Reputation: 76068
I was in a ASP.NET application has heavy traffic of AJAX requests.
Once a user login our web application, a session is created to store information of this user's state. Currently, our solution to keep session data consistent is quite simple and brutal: each request needs to acquire a exclusive lock before being processed.
This works fine for tradition web application. But, when the web application turns to support AJAX, it turns to not efficient. It is quite possible that multiple AJAX requests are sent to server at the same time without reloading the web page. If all AJAX requests are serialized by the exclusive lock, the response is not so quick. Anyway, many AJAX requests that doesn't access same session variables are blocked as well.
If we don't have a exclusive lock for each requests, then we need to treat all race condition carefully to avoid dead lock. I'm afraid that would make the code complex and buggy.
So, is there any best practice to keep session data consistent and keep code simple and clean?
Upvotes: 0
Views: 2689
Reputation: 66649
I give you a general idea for solving this problem.
Use Mutex, and for mutex name, use the session id.
The mutex lock base on the name that you give, so you avoid the conflict between your sessions.
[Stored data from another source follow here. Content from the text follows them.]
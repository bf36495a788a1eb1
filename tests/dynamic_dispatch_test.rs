use karmakoin::domain::block::{Block, Difficulty};
use karmakoin::domain::money::Amount;
use karmakoin::domain::ports::{ChainStoreBox, TransactionLogBox, UserRegistryBox};
use karmakoin::domain::transaction::Transaction;
use karmakoin::domain::user::UserId;
use karmakoin::infrastructure::file::JsonFileStore;
use karmakoin::infrastructure::in_memory::{
    InMemoryChainStore, InMemoryTransactionLog, InMemoryUserRegistry,
};
use rust_decimal_macros::dec;

async fn exercise(users: UserRegistryBox, log: TransactionLogBox, chain: ChainStoreBox) {
    let tx = Transaction::new(
        UserId::system(),
        "alice".into(),
        Amount::new(dec!(100)).unwrap(),
        "seed",
        1,
    );
    let genesis = Block::genesis(1, Difficulty::new(1));

    // Verify Send + Sync by spawning tasks
    let users_handle = tokio::spawn(async move {
        users.register(&"alice".into()).await.unwrap();
        users.exists(&"alice".into()).await.unwrap()
    });
    let log_handle = tokio::spawn(async move {
        log.append_transaction(&tx).await.unwrap();
        log.list_transactions().await.unwrap()
    });
    let chain_handle = tokio::spawn(async move {
        chain
            .save_chain(std::slice::from_ref(&genesis))
            .await
            .unwrap();
        chain.load_chain().await.unwrap()
    });

    assert!(users_handle.await.unwrap());
    assert_eq!(log_handle.await.unwrap().len(), 1);
    assert_eq!(chain_handle.await.unwrap().len(), 1);
}

#[tokio::test]
async fn test_in_memory_stores_as_trait_objects() {
    exercise(
        Box::new(InMemoryUserRegistry::new()),
        Box::new(InMemoryTransactionLog::new()),
        Box::new(InMemoryChainStore::new()),
    )
    .await;
}

#[tokio::test]
async fn test_file_store_as_trait_objects() {
    let dir = tempfile::tempdir().unwrap();
    let store = JsonFileStore::open(dir.path()).unwrap();
    exercise(
        Box::new(store.clone()),
        Box::new(store.clone()),
        Box::new(store),
    )
    .await;
}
a simple example http://aspalliance.com/290
Here is some answers
Monitor vs Mutex in c#
What are the differences between various threading synchronization options in C#?
in you case, if you use as Mutex name the session ID, then is going to lock with this name. People from different sessions id, will not be locked out, and you lock only the same people from the same session id.
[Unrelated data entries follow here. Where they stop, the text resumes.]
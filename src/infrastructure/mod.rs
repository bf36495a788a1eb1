//! Storage adapters implementing the domain ports.

pub mod file;
pub mod in_memory;
#[cfg(feature = "storage-rocksdb")]
pub mod rocksdb;
//! Domain layer: value types, block hashing and the storage ports the
//! engines depend on.

pub mod block;
pub mod money;
pub mod ports;
pub mod transaction;
pub mod user;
You describe that a user of you can lock down all users, so with Mutex(sessionid) this is not going to happens.
Mutex is just fine, if you run on the same server.
If you won to synchronize different web server, you need to have a common base, ether a common database, either a common directory that can read, write, lock, etc.
For the common directory:
In this case I do not know if you can create a mutex using a name like .\SharedDir\MutexSessionId1, but if you can not then you can make something similar by your self by creating and locking file names, after your work is done you delete them, the lock of the file is the lock you ask for.
For the common database:
You can create a table that you can use to lock and synchronize your actions, making somthing similar that the one that mutex do.
Upvotes: 1
Reputation: 376
Once a user login our web application, a session is created to store information of this user's state. Currently, our solution to keep session data consistent is quite simple and brutal: each request needs to acquire a exclusive lock before being processed"
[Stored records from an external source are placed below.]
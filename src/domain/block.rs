use super::transaction::{Transaction, write_field};
use serde::{Deserialize, Serialize};
use sha2::{Digest, Sha256};

/// `previous_hash` of the genesis block.
pub const GENESIS_PREVIOUS_HASH: &str = "0";

/// Proof-of-work target: the number of leading `'0'` hex digits a block hash
/// must start with. Fixed for the lifetime of a chain.
#[derive(Debug, Clone, Copy, PartialEq, Eq, Serialize, Deserialize)]
pub struct Difficulty(u8);

impl Difficulty {
    pub const fn new(leading_zeros: u8) -> Self {
        Self(leading_zeros)
    }

    pub fn is_satisfied_by(&self, hash: &str) -> bool {
        let zeros = self.0 as usize;
        hash.len() >= zeros && hash.bytes().take(zeros).all(|b| b == b'0')
    }
}

impl Default for Difficulty {
    fn default() -> Self {
        Self::new(4)
    }
}

/// Everything a block commits to apart from its nonce.
#[derive(Debug, Clone, PartialEq, Eq)]
pub struct BlockFields {
    pub index: u64,
    pub timestamp: i64,
    pub transactions: Vec<Transaction>,
    pub previous_hash: String,
}

impl BlockFields {
    /// A SHA-256 state already fed with every field except the nonce.
    fn prefix_hasher(&self) -> Sha256 {
        prefix_hasher(
            self.index,
            self.timestamp,
            &self.transactions,
            &self.previous_hash,
        )
    }

    pub fn hash_with_nonce(&self, nonce: u64) -> String {
        finish(self.prefix_hasher(), nonce)
    }

    /// Runs [`search`] and assembles the sealed block.
    pub fn seal(self, difficulty: Difficulty) -> Block {
        let (nonce, hash) = search(&self, difficulty);
        Block {
            index: self.index,
            timestamp: self.timestamp,
            transactions: self.transactions,
            previous_hash: self.previous_hash,
            nonce,
            hash,
        }
    }
}

fn prefix_hasher(
    index: u64,
    timestamp: i64,
    transactions: &[Transaction],
    previous_hash: &str,
) -> Sha256 {
    let mut hasher = Sha256::new();
    hasher.update(index.to_be_bytes());
    hasher.update(timestamp.to_be_bytes());
    hasher.update((transactions.len() as u64).to_be_bytes());
    for tx in transactions {
        tx.write_canonical(&mut hasher);
    }
    write_field(&mut hasher, previous_hash.as_bytes());
    hasher
}

fn finish(mut hasher: Sha256, nonce: u64) -> String {
    hasher.update(nonce.to_be_bytes());
    hex::encode(hasher.finalize())
}

/// Finds the smallest nonce whose hash satisfies `difficulty`.
///
/// Pure and exhaustive over increasing nonces; no shared state is touched,
/// so it can run on any worker thread.
pub fn search(fields: &BlockFields, difficulty: Difficulty) -> (u64, String) {
    let prefix = fields.prefix_hasher();
    let mut nonce = 0u64;
    loop {
        let hash = finish(prefix.clone(), nonce);
        if difficulty.is_satisfied_by(&hash) {
            log::debug!(
                "block {} sealed after {} attempts: {}",
                fields.index,
                nonce + 1,
                hash
            );
            return (nonce, hash);
        }
        nonce += 1;
    }
}

/// Computes the hash of a block from its committed fields.
pub fn calculate_hash(
    index: u64,
    timestamp: i64,
    transactions: &[Transaction],
    previous_hash: &str,
    nonce: u64,
) -> String {
    finish(
        prefix_hasher(index, timestamp, transactions, previous_hash),
        nonce,
    )
}

/// A sealed block. Never mutated once appended to a chain.
#[derive(Debug, Clone, PartialEq, Eq, Serialize, Deserialize)]
pub struct Block {
    /// 1-based position in the chain.
    pub index: u64,
    pub timestamp: i64,
    #[serde(deserialize_with = "crate::domain::transaction::deserialize_sealed")]
    pub transactions: Vec<Transaction>,
    pub previous_hash: String,
    pub nonce: u64,
    pub hash: String,
}

impl Block {
    /// Mines the first block of a new chain.
    pub fn genesis(timestamp: i64, difficulty: Difficulty) -> Self {
        BlockFields {
            index: 1,
            timestamp,
            transactions: Vec::new(),
            previous_hash: GENESIS_PREVIOUS_HASH.to_string(),
        }
        .seal(difficulty)
    }

    pub fn compute_hash(&self) -> String {
        calculate_hash(
            self.index,
            self.timestamp,
            &self.transactions,
            &self.previous_hash,
            self.nonce,
        )
    }

    /// Whether the stored hash still matches the block's own fields.
    pub fn has_consistent_hash(&self) -> bool {
        self.hash == self.compute_hash()
    }
}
"Our solution" would imply that you are not using SessionStateModule and using a custom solution. In any case if you are using the default "Session" object provided by ASP.NET it already has the lock functionality and there's no need to implement it again.
ASP.net provides a marker interface IReadOnlySessionState to indicate that particular request needs only read access to the session (and thus the session is not locked for that particular request). Click here and navigate to "Concurrent requests and session state" section to find more details
Now, coming to your question, the way to use this marker interface for AJAX server side page method is setting the Page's property EnableSessionState to "ReadOnly".
If you are using AJAX Pro, you can use AjaxPro.AjaxMethod(HttpSessionRequirement.ReadOnly) attribute on your method.